India’s 156-year-old, colonial era sedition law – used against arrested Jawaharlal Nehru University Students’ Union President Kanhaiya Kumar – has been discarded by the United Kingdom (where punishment once included chopping ears), Scotland, South Korea and Indonesia.

Among the countries that hold on to sedition as a criminal act: Saudi Arabia, Malaysia, Iran, Uzbekistan, Sudan, Senegal and Turkey, as this report pointed out. The US also has a sedition law, promulgated 218 years ago but with many parts struck down over two centuries. Germany keeps a sedition law on its books largely because of post-Nazi sensitivities.

Kumar was remanded to judicial custody for 14 days – amid violence within and outside a Delhi court room – after being booked for sedition under section 124A of the Indian Penal Code, which does not actually use the word “sedition”.

“It is only found as a marginal note to Section 124A, and is not an operative part of the section but merely provides the name by which the crime defined in the section will be known,” according to this paper.

Not unconstitutional

As many as 47 sedition cases were reported in 2014 across nine Indian states, according to this National Crime Records Bureau report.

In recent years, those arrested on sedition charges include a cartoonist, students cheering Pakistan in a cricket match, a Gujarati caste-group leader, and a Kerala man for a Facebook post. Most of those charged were not violent or had not incited violence, a legal pre-requisite for a sedition charge.
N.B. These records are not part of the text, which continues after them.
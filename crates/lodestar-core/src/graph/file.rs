//! Graph files
//!
//! A graph file lists edges (and optionally extra nodes and A* estimates) in
//! JSON, TOML, or YAML, picked by file extension:
//!
//! ```json
//! { "directed": true,
//!   "nodes": ["A", "B"],
//!   "edges": [ { "from": "A", "to": "B", "weight": 1.5 } ],
//!   "heuristic": { "A": 2.0 } }
//! ```

use std::collections::HashMap;
use std::fs;
use std::path::Path;

use serde::{Deserialize, Serialize};

use super::model::{Graph, GraphBuilder};
use crate::error::{LodestarError, Result};

fn default_weight() -> f64 {
    1.0
}

/// One edge entry; `weight` defaults to 1.0
#[derive(Debug, Clone, PartialEq, Serialize, Deserialize)]
pub struct EdgeSpec {
    pub from: String,
    pub to: String,
    #[serde(default = "default_weight")]
    pub weight: f64,
}

/// On-disk graph description
#[derive(Debug, Clone, Default, PartialEq, Serialize, Deserialize)]
pub struct GraphFile {
    /// Falls back to the configured default when absent
    #[serde(default, skip_serializing_if = "Option::is_none")]
    pub directed: Option<bool>,
    /// Extra nodes; edge endpoints are registered automatically
    #[serde(default, skip_serializing_if = "Vec::is_empty")]
    pub nodes: Vec<String>,
    #[serde(default)]
    pub edges: Vec<EdgeSpec>,
    #[serde(default, skip_serializing_if = "Option::is_none")]
    pub heuristic: Option<HashMap<String, f64>>,
}

/// Serialization format of a graph file
#[derive(Debug, Clone, Copy, PartialEq, Eq)]
pub enum FileFormat {
    Json,
    Toml,
    Yaml,
}

impl FileFormat {
    pub fn from_path(path: &Path) -> Result<Self> {
        let ext = path
            .extension()
            .and_then(|e| e.to_str())
            .map(str::to_ascii_lowercase);
        match ext.as_deref() {
            Some("json") => Ok(FileFormat::Json),
            Some("toml") => Ok(FileFormat::Toml),
            Some("yaml") | Some("yml") => Ok(FileFormat::Yaml),
            other => Err(LodestarError::invalid_graph_file(
                path,
                format!(
                    "unsupported extension {:?} (expected .json, .toml, .yaml or .yml)",
                    other.unwrap_or("")
                ),
            )),
        }
    }
}

/// How to resolve edge direction while loading
#[derive(Debug, Clone, Copy, PartialEq, Eq)]
pub struct LoadOptions {
    /// Used when the file does not say
    pub default_directed: bool,
    /// Treat every edge as undirected regardless of the file
    pub force_undirected: bool,
}

impl Default for LoadOptions {
    fn default() -> Self {
        Self {
            default_directed: true,
            force_undirected: false,
        }
    }
}

/// A built graph plus the optional A* estimate table from its file
#[derive(Debug, Clone)]
pub struct LoadedGraph {
    pub graph: Graph<String>,
    pub heuristic: Option<HashMap<String, f64>>,
}

impl GraphFile {
    pub fn parse(content: &str, format: FileFormat) -> Result<Self> {
        let file = match format {
            FileFormat::Json => serde_json::from_str(content)?,
            FileFormat::Toml => toml::from_str(content)?,
            FileFormat::Yaml => serde_yaml::from_str(content)?,
        };
        Ok(file)
    }

    /// Build the graph. Heuristic entries must name nodes of the graph.
    pub fn into_graph(self, opts: &LoadOptions) -> Result<LoadedGraph> {
        let directed = !opts.force_undirected && self.directed.unwrap_or(opts.default_directed);

        let mut builder = GraphBuilder::new(directed);
        for node in self.nodes {
            builder.add_node(node);
        }
        for edge in self.edges {
            builder.add_edge(edge.from, edge.to, edge.weight)?;
        }
        let graph = builder.build();

        if let Some(heuristic) = &self.heuristic {
            // Sorted so the reported node does not depend on hash order
            let mut unknown: Vec<&String> =
                heuristic.keys().filter(|n| !graph.contains(n)).collect();
            unknown.sort();
            if let Some(node) = unknown.first() {
                crate::bail_unknown_node!(node);
            }
        }

        Ok(LoadedGraph {
            graph,
            heuristic: self.heuristic,
        })
    }
}

/// Read, parse, and build a graph file
#[tracing::instrument(skip(opts))]
pub fn load_graph(path: &Path, opts: &LoadOptions) -> Result<LoadedGraph> {
    let format = FileFormat::from_path(path)?;
    let content = fs::read_to_string(path)?;

    let file = GraphFile::parse(&content, format).map_err(|e| match e {
        LodestarError::Json(_) | LodestarError::Toml(_) | LodestarError::Yaml(_) => {
            LodestarError::invalid_graph_file(path, e.to_string())
        }
        other => other,
    })?;

    let loaded = file.into_graph(opts)?;
    tracing::debug!(
        nodes = loaded.graph.node_count(),
        edges = loaded.graph.edge_count(),
        directed = loaded.graph.is_directed(),
        "graph_loaded"
    );
    Ok(loaded)
}
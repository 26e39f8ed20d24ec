//! Path reconstruction from predecessor maps

use super::model::NodeIndex;

/// Walk predecessors backward from `to` until `from`, then reverse.
///
/// Returns `None` when the chain breaks before reaching `from`. The walk is
/// bounded by the map length so a corrupted (cyclic) map cannot loop forever.
pub fn reconstruct_path(
    from: NodeIndex,
    to: NodeIndex,
    predecessors: &[Option<NodeIndex>],
) -> Option<Vec<NodeIndex>> {
    let mut path = vec![to];
    let mut current = to;

    while current != from {
        if path.len() > predecessors.len() {
            return None;
        }
        current = predecessors[current]?;
        path.push(current);
    }

    path.reverse();
    Some(path)
}

/// Follow a next-hop matrix (`next[i * n + j]`) from `from` to `to`
pub fn follow_next_hops(
    from: NodeIndex,
    to: NodeIndex,
    n: usize,
    next: &[Option<NodeIndex>],
) -> Option<Vec<NodeIndex>> {
    if from == to {
        return Some(vec![from]);
    }

    let mut path = vec![from];
    let mut current = from;
    while current != to {
        if path.len() > n {
            return None;
        }
        current = next[current * n + to]?;
        path.push(current);
    }
    Some(path)
}

#[cfg(test)]
mod tests {
    use super::*;

    #[test]
    fn test_reconstruct_simple_chain() {
        // 0 -> 2 -> 1 -> 3
        let preds = vec![None, Some(2), Some(0), Some(1)];
        assert_eq!(reconstruct_path(0, 3, &preds), Some(vec![0, 2, 1, 3]));
        assert_eq!(reconstruct_path(0, 0, &preds), Some(vec![0]));
    }

    #[test]
    fn test_reconstruct_unreachable() {
        let preds = vec![None, None, Some(0)];
        assert_eq!(reconstruct_path(0, 1, &preds), None);
    }

    #[test]
    fn test_reconstruct_cyclic_map_terminates() {
        let preds = vec![None, Some(2), Some(1)];
        assert_eq!(reconstruct_path(0, 1, &preds), None);
    }

    #[test]
    fn test_follow_next_hops() {
        // 3 nodes, 0 -> 1 -> 2
        let n = 3;
        let mut next = vec![None; n * n];
        next[1] = Some(1); // 0 -> 1
        next[2] = Some(1); // 0 -> 2 via 1
        next[n + 2] = Some(2); // 1 -> 2
        assert_eq!(follow_next_hops(0, 2, n, &next), Some(vec![0, 1, 2]));
        assert_eq!(follow_next_hops(2, 0, n, &next), None);
        assert_eq!(follow_next_hops(1, 1, n, &next), Some(vec![1]));
    }
}
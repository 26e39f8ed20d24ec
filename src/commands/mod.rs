//! CLI commands for lodestar

pub mod dispatch;
pub mod info;
pub mod ordering;
pub mod shortest;
pub mod spanning;

use lodestar_core::error::Result;
use lodestar_core::graph::UNREACHABLE;

use crate::cli::OutputFormat;

/// Rendering settings shared by every command
#[derive(Debug, Clone, Copy)]
pub struct Output {
    pub format: OutputFormat,
    pub quiet: bool,
    /// Decimal places for distances and weights
    pub precision: usize,
}

impl Output {
    /// Render a distance or weight; +inf reads as "unreachable"
    pub fn number(&self, value: f64) -> String {
        if value == UNREACHABLE {
            "unreachable".to_string()
        } else {
            format!("{:.*}", self.precision, value)
        }
    }

    /// Print a header line unless --quiet
    pub fn header(&self, line: impl std::fmt::Display) {
        if !self.quiet {
            println!("{}", line);
        }
    }

    pub fn print_json(&self, value: &serde_json::Value) -> Result<()> {
        println!("{}", serde_json::to_string_pretty(value)?);
        Ok(())
    }
}

/// JSON distance: finite numbers as-is, unreachable as null
pub fn json_distance(value: f64) -> Option<f64> {
    value.is_finite().then_some(value)
}
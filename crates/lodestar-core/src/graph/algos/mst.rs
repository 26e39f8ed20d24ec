//! Minimum spanning trees and forests
//!
//! Kruskal sorts every edge and joins components with a disjoint-set union,
//! so it always covers the whole graph and yields a forest when the graph is
//! disconnected. Prim grows a single tree from its start node and never
//! leaves that node's component.
//!
//! Kruskal accepts negative weights. Prim, like Dijkstra, rejects a graph with
//! any negative edge up front.
//!
//! Both treat edges as undirected: the mirror half of an undirected edge is
//! skipped by Kruskal, and on directed graphs each stored edge is considered
//! on its own.

use std::time::Instant;

use crate::error::Result;
use crate::graph::dsu::DisjointSet;
use crate::graph::model::{EdgeRef, Graph, NodeId, NodeIndex};
use crate::graph::queue::MinQueue;
use crate::graph::types::{SpanningEdge, SpanningForest};
use crate::logging::QueryMetrics;
use crate::{log_query_metrics, trace_time};

fn spanning_edge<N: NodeId>(graph: &Graph<N>, edge: &EdgeRef) -> SpanningEdge<N> {
    SpanningEdge {
        from: graph.node(edge.from).clone(),
        to: graph.node(edge.to).clone(),
        weight: edge.weight,
    }
}

/// Minimum spanning forest over every node.
///
/// Edges are sorted by weight, ties broken by insertion order, so the output
/// is reproducible. O(E log E).
#[tracing::instrument(skip(graph), fields(nodes = graph.node_count(), edges = graph.edge_count()))]
pub fn kruskal<N: NodeId>(graph: &Graph<N>) -> Result<SpanningForest<N>> {
    let start = Instant::now();
    let n = graph.node_count();

    let mut candidates: Vec<&EdgeRef> = graph.edges().filter(|e| !e.mirror).collect();
    candidates.sort_by(|a, b| a.weight.total_cmp(&b.weight).then_with(|| a.seq.cmp(&b.seq)));

    let mut dsu = DisjointSet::new(n);
    let mut edges = Vec::with_capacity(n.saturating_sub(1));

    for edge in candidates {
        if dsu.union(edge.from, edge.to) {
            edges.push(spanning_edge(graph, edge));
            if edges.len() + 1 == n {
                break;
            }
        }
    }

    let forest = SpanningForest {
        edges,
        component_count: dsu.set_count(),
        covered: n,
        node_count: n,
    };

    tracing::debug!(
        kept = forest.edges.len(),
        components = forest.component_count,
        "spanning_forest"
    );
    trace_time!(start, "kruskal");
    Ok(forest)
}

/// Minimum spanning tree of the component containing `start`.
///
/// Nodes outside that component are not covered; compare `covered` with
/// `node_count` (or use `kruskal`) when the graph may be disconnected.
///
/// # Errors
///
/// `UnknownNode` for a missing start, `NegativeWeight` if any edge is negative.
#[tracing::instrument(skip(graph), fields(nodes = graph.node_count(), edges = graph.edge_count()))]
pub fn prim<N: NodeId>(graph: &Graph<N>, start: &N) -> Result<SpanningForest<N>> {
    let started = Instant::now();
    let root = graph.index_of(start)?;
    graph.require_non_negative()?;
    let n = graph.node_count();

    let mut visited = vec![false; n];
    let mut queue: MinQueue<&EdgeRef> = MinQueue::new();
    let metrics = QueryMetrics::new();
    let mut edges = Vec::with_capacity(n.saturating_sub(1));

    let visit = |u: NodeIndex, visited: &mut [bool], queue: &mut MinQueue<_>| {
        visited[u] = true;
        for edge in graph.out_edges(u) {
            if !visited[edge.to] {
                metrics.record_push();
                queue.push(edge.weight, edge);
            }
        }
    };

    visit(root, &mut visited, &mut queue);
    let mut covered = 1;

    loop {
        let Some((_, edge)) =
            queue.pop_fresh(|_, e| visited[e.to], || metrics.record_stale_pop())
        else {
            break;
        };
        edges.push(spanning_edge(graph, edge));
        covered += 1;
        visit(edge.to, &mut visited, &mut queue);
    }

    log_query_metrics!(&metrics, "prim");
    trace_time!(started, "prim");
    Ok(SpanningForest {
        edges,
        component_count: 1,
        covered,
        node_count: n,
    })
}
“Sedition in India is not unconstitutional, it remains an offence only if the words, spoken or written, are accompanied by disorder and violence and/ or incitement to disorder and violence,” Fali Nariman, constitutional jurist and Supreme Court advocate, wrote in the The Indian Express.

“When a person is dubbed 'anti-Indian', it is distasteful to India’s citizenry, but then to be “anti-Indian” is not a criminal offence, and it is definitely not “sedition”. (It only means that you are a freak, and that it is high time to have your head examined!),” Nariman wrote.

Yet, sedition was widely used by Indian state governments in 2014.

Two states

Jharkhand reported the most cases (18), followed by Bihar (16), Kerala (5), Odisha (2) and West Bengal (2). Jharkhand and Bihar accounted for 72% of the total sedition cases in 2014.

Bihar topped with 28 arrests, followed by Jharkhand (18), Kerala (4), and Odisha (4). As many as 58 people – 55 men and three women – were arrested for sedition.

The NCRB included data on Offences Against the State for the first time in 2014. Offences Against the State have been classified largely under two categories: Offences against state (under sections 121, 121A, 122, 123 & 124A IPC) and offences promoting enmity between different groups (under sections 153A & 153 B IPC).

Offences against state are further classified into sedition (section 124A IPC) and others (under section 121, 121A, 122, 123 IPC).

Others, with 129 cases, accounted for 73% of the total cases under Offences Against the State.

In all, 512 offences against the state were reported in 2014, of which 176 were Offences Against the State and 336 were offences promoting enmity between different groups.

About 872 people were arrested – 865 males and seven females – under these crimes.

As many as 323 cases were reported under section 153A of the IPC for promoting enmity between different groups on ground of religion, race, place of birth, etc. Kerala reported the most – 59.

Section 153B IPC, which covers imputation and assertions prejudicial to national integration, saw 13 cases.

Kerala topped with 72 cases of Offences Against the State. Assam (56) was second, followed by Karnataka (46), Rajasthan (39) and Maharashtra (34).

Maharashtra reported the most arrests – 204 – for Offences Against the State, followed by Kerala (98), Meghalaya (67), Karnataka (63), and West Bengal (59). These top five states account for 56% of the total arrests across India.

Bad company

The United Kingdom abolished the sedition law in 2009. Britain’s Law Commission had recommended the abolition of the law in 1977.

“Abolishing these offences will allow the UK to take a lead in challenging similar laws in other countries, where they are used to suppress free speech,” Claire Ward, Britain’s former Parliamentary Under Secretary of State at the Ministry of Justice, said while abolishing the law.

Scotland followed in 2010. South Korea did away with its sedition laws during legal and democratic reforms in 1988.

In 2007, Indonesia declared sedition as “unconstitutional”, saying it had been derived from its colonial Dutch masters.

In contrast, in October 2015, the Malaysian federal court dismissed a challenge to its colonial era sedition law – with the same origin as India’s – often used to quell political opposition.

Saudi Arabia executed Shiite cleric and political dissident Sheikh Nimr al-Nimr for sedition in January this year.